Mabon--The Pagan Thanksgiving

Maureen Scully
It's Mabon time-the time of the autumnal equinox-a time when light and dark hang in perfect balance. In the pagan and Wiccan traditions, Mabon is a time of thanksgiving, when Wiccans and pagans come together to celebrate the second harvest.

Wiccan and pagan tradition boast three harvest festivals: the first is called Lammas which takes place in August; Mabon which takes place on the autumnal equinox, and Samhain (pronounced sow when) which is celebrated on October 31, 2008. The ancients celebrated Mabon with fires, festivals and banquets featuring the fruits, grains, and vegetables of the harvest. They reviewed the growing season, examining their successes and failures and making plans for the next planting season.

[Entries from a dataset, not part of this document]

// Trigger Framework
//
// Declarative in-process dispatch of entity lifecycle events.
// Triggers bind an event and entity type to conditions and actions; the
// engine runs them by priority on a bounded worker pool.

pub mod actions;
pub mod admin;
pub mod bootstrap;
pub mod conditions;
pub mod context;
pub mod definition;
pub mod engine;
pub mod entity;
pub mod error;
pub mod lifecycle;
pub mod registry;
pub mod store;

pub use actions::{
    Action, AuditLogAction, CreateRecordAction, FunctionAction, LogAction, LogLevel, Mailer, NotificationAction,
    OutgoingEmail, SendEmailAction, UpdateFieldAction, WebhookAction,
};
pub use admin::TriggerAdmin;
pub use bootstrap::{system_triggers, InitializationReport, TriggerSystem};
pub use conditions::{
    AllOf, AnyOf, ComparisonOperator, Condition, ConditionOutcome, CreatedCondition, FieldChangedCondition,
    FieldValueCondition, MultipleFieldsChangedCondition, Not, PredicateCondition, StatusTransitionCondition,
    TimeWindow, TimeWindowCondition, UserRoleCondition,
};
pub use context::{Actor, ExecutionContext, ExecutionResult, RequestMeta, RequestScope};
pub use definition::TriggerDefinition;
pub use engine::{ConditionErrorPolicy, EngineConfig, ExecutionMode, TriggerEngine};
pub use entity::{Entity, EntitySchema, EntitySnapshot, FieldType, SchemaError, SchemaRegistry};
pub use error::{TriggerError, TriggerResult};
pub use lifecycle::LifecycleCapture;
pub use registry::TriggerRegistry;
pub use store::{EntityStore, InMemoryStore, NullStore, StoreError, StoreTransaction};
pub use ssm_shared::{TriggerEvent, TriggerPriority};
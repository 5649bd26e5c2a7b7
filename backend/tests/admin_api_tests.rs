mod common;

use axum::{
    body::{to_bytes, Body},
    http::{header, Method, Request, StatusCode},
    Router,
};
use serde_json::{json, Value};
use std::sync::Arc;
use tower::ServiceExt;

use common::{bootstrap, fail, succeed, widget};
use ssm_backend::triggers::{InMemoryStore, TriggerDefinition, TriggerEvent, TriggerPriority, TriggerSystem};
use ssm_backend::{app, AppState};

async fn setup() -> (Router, TriggerSystem, InMemoryStore) {
    let (system, store) = bootstrap(vec![
        TriggerDefinition::new("greet", TriggerEvent::PostSave, "Widget")
            .with_priority(TriggerPriority::High)
            .with_action(succeed("greeted")),
        TriggerDefinition::new("broken", TriggerEvent::Custom, "Widget")
            .with_max_retries(0)
            .with_action(fail("broken")),
    ]);
    store.insert(widget("w1", "active")).await.unwrap();

    let router = app(Arc::new(AppState {
        triggers: system.clone(),
    }));
    (router, system, store)
}

async fn send(router: &Router, method: Method, uri: &str, body: Option<Value>) -> (StatusCode, Value) {
    let mut request = Request::builder()
        .method(method)
        .uri(uri)
        .header("x-actor-id", "admin-1")
        .header("x-actor-role", "admin");
    let body = match body {
        Some(json) => {
            request = request.header(header::CONTENT_TYPE, "application/json");
            Body::from(json.to_string())
        }
        None => Body::empty(),
    };

    let response = router.clone().oneshot(request.body(body).unwrap()).await.unwrap();
    let status = response.status();
    let bytes = to_bytes(response.into_body(), usize::MAX).await.unwrap();
    let value = if bytes.is_empty() {
        Value::Null
    } else {
        serde_json::from_slice(&bytes).unwrap()
    };
    (status, value)
}

#[tokio::test]
async fn test_list_triggers() {
    let (router, _, _) = setup().await;

    let (status, body) = send(&router, Method::GET, "/api/v1/triggers", None).await;
    assert_eq!(status, StatusCode::OK);
    assert_eq!(body["success"], true);
    assert_eq!(body["data"]["total_count"], 2);
    assert_eq!(body["data"]["triggers"][0]["name"], "greet");

    let (_, body) = send(&router, Method::GET, "/api/v1/triggers?event=custom", None).await;
    assert_eq!(body["data"]["total_count"], 1);
    assert_eq!(body["data"]["triggers"][0]["name"], "broken");
}

#[tokio::test]
async fn test_unknown_trigger_is_not_found() {
    let (router, _, _) = setup().await;

    let (status, body) = send(&router, Method::GET, "/api/v1/triggers/unknown", None).await;
    assert_eq!(status, StatusCode::NOT_FOUND);
    assert_eq!(body["success"], false);
    assert_eq!(body["code"], "NOT_FOUND");
    assert_eq!(body["error"], "Trigger 'unknown' not found");
}

#[tokio::test]
async fn test_trigger_details() {
    let (router, _, _) = setup().await;

    let (status, body) = send(&router, Method::GET, "/api/v1/triggers/greet", None).await;
    assert_eq!(status, StatusCode::OK);
    assert_eq!(body["data"]["name"], "greet");
    assert_eq!(body["data"]["priority"], "HIGH");
    assert_eq!(body["data"]["actions"].as_array().unwrap().len(), 1);
}

#[tokio::test]
async fn test_toggle_trigger() {
    let (router, system, _) = setup().await;

    let (status, body) = send(&router, Method::POST, "/api/v1/triggers/greet/toggle", None).await;
    assert_eq!(status, StatusCode::OK);
    assert_eq!(body["data"]["enabled"], false);
    assert!(!system.registry.get("greet").unwrap().is_enabled());

    let (_, body) = send(
        &router,
        Method::POST,
        "/api/v1/triggers/greet/toggle",
        Some(json!({ "enable": true })),
    )
    .await;
    assert_eq!(body["data"]["enabled"], true);
    assert!(system.registry.get("greet").unwrap().is_enabled());
}

#[tokio::test]
async fn test_manual_execution_requires_instance() {
    let (router, _, _) = setup().await;

    let (status, body) = send(
        &router,
        Method::POST,
        "/api/v1/triggers/greet/execute",
        Some(json!({ "entity_type": "Widget" })),
    )
    .await;
    assert_eq!(status, StatusCode::BAD_REQUEST);
    assert_eq!(body["code"], "BAD_REQUEST");

    let (status, body) = send(
        &router,
        Method::POST,
        "/api/v1/triggers/greet/execute",
        Some(json!({ "entity_type": "Widget", "instance_id": "missing" })),
    )
    .await;
    assert_eq!(status, StatusCode::NOT_FOUND);
    assert_eq!(body["error"], "Widget with id missing not found");
}

#[tokio::test]
async fn test_manual_execution_runs_trigger() {
    let (router, _, _) = setup().await;

    let (status, body) = send(
        &router,
        Method::POST,
        "/api/v1/triggers/greet/execute",
        Some(json!({ "entity_type": "Widget", "instance_id": "w1", "event": "post_save" })),
    )
    .await;
    assert_eq!(status, StatusCode::OK);
    assert_eq!(body["data"]["event"], "post_save");
    assert_eq!(body["data"]["executed_by"], "admin-1");
    let results = body["data"]["execution_results"].as_array().unwrap();
    assert_eq!(results.len(), 1);
    assert_eq!(results[0]["success"], true);
    assert_eq!(results[0]["message"], "greeted");

    // action failures are reported inside a successful response
    let (status, body) = send(
        &router,
        Method::POST,
        "/api/v1/triggers/broken/execute",
        Some(json!({ "entity_type": "Widget", "instance_id": "w1" })),
    )
    .await;
    assert_eq!(status, StatusCode::OK);
    assert_eq!(body["data"]["execution_results"][0]["success"], false);
}

#[tokio::test]
async fn test_engine_toggle_and_stats() {
    let (router, system, _) = setup().await;

    let (status, body) = send(
        &router,
        Method::POST,
        "/api/v1/triggers/engine/toggle",
        Some(json!({ "enable": false })),
    )
    .await;
    assert_eq!(status, StatusCode::OK);
    assert_eq!(body["data"]["enabled"], false);
    assert!(!system.engine.is_enabled());

    let (status, _) = send(&router, Method::GET, "/health", None).await;
    assert_eq!(status, StatusCode::SERVICE_UNAVAILABLE);

    send(
        &router,
        Method::POST,
        "/api/v1/triggers/engine/toggle",
        Some(json!({ "enable": true })),
    )
    .await;
    let (status, body) = send(&router, Method::GET, "/api/v1/triggers/engine", None).await;
    assert_eq!(status, StatusCode::OK);
    assert_eq!(body["data"]["enabled"], true);
}

#[tokio::test]
async fn test_health_and_status() {
    let (router, _, _) = setup().await;

    let (status, body) = send(&router, Method::GET, "/health", None).await;
    assert_eq!(status, StatusCode::OK);
    assert_eq!(body["status"], "healthy");
    assert_eq!(body["service"], "ssm-triggers");

    let (status, body) = send(&router, Method::GET, "/api/v1/triggers/status", None).await;
    assert_eq!(status, StatusCode::OK);
    assert_eq!(body["success"], true);
}

#[tokio::test]
async fn test_export_and_cache_clear() {
    let (router, _, _) = setup().await;

    let (status, body) = send(&router, Method::GET, "/api/v1/triggers/export", None).await;
    assert_eq!(status, StatusCode::OK);
    assert_eq!(body["data"]["metadata"]["total_count"], 2);
    assert_eq!(body["data"]["metadata"]["exported_by"], "admin-1");

    let (status, body) = send(&router, Method::POST, "/api/v1/triggers/cache/clear", None).await;
    assert_eq!(status, StatusCode::OK);
    assert_eq!(body["data"]["snapshots_cleared"], 0);
}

Modern Wiccans and pagans celebrate Mabon in much the same ways. They stop their hectic lives to reflect on the harvest. Not just the physical harvest of fruit, grain, and vegetables, but the intangible harvests of their spiritual, psychological, and financial lives. Their reflection centers on the crops that they have sown this season in their personal, family, and community fields. What crops were successful? Which crops did not produce as anticipated?

Celebratory rituals for Mabon can be elaborate or simple. Most focus on an activity that will symbolize retaining the successes they wish to carry forward into another year and releasing the negative or failures back into the earth.

One set of activities that often appear in Mabon rituals is to give each participant a bulb, a piece of paper, and a pencil. During a guided meditation each participant infuses the bulb with the joys and successes of this planting season. Joys and successes that they will plant in the form of their bulb in their home garden. Also during this meditation they will write down all the things that did not go well during this season. After the meditation is over, each participant moves to the cauldron or sacred fire and releases their regrets into the fire where they are transformed into ash and smoke.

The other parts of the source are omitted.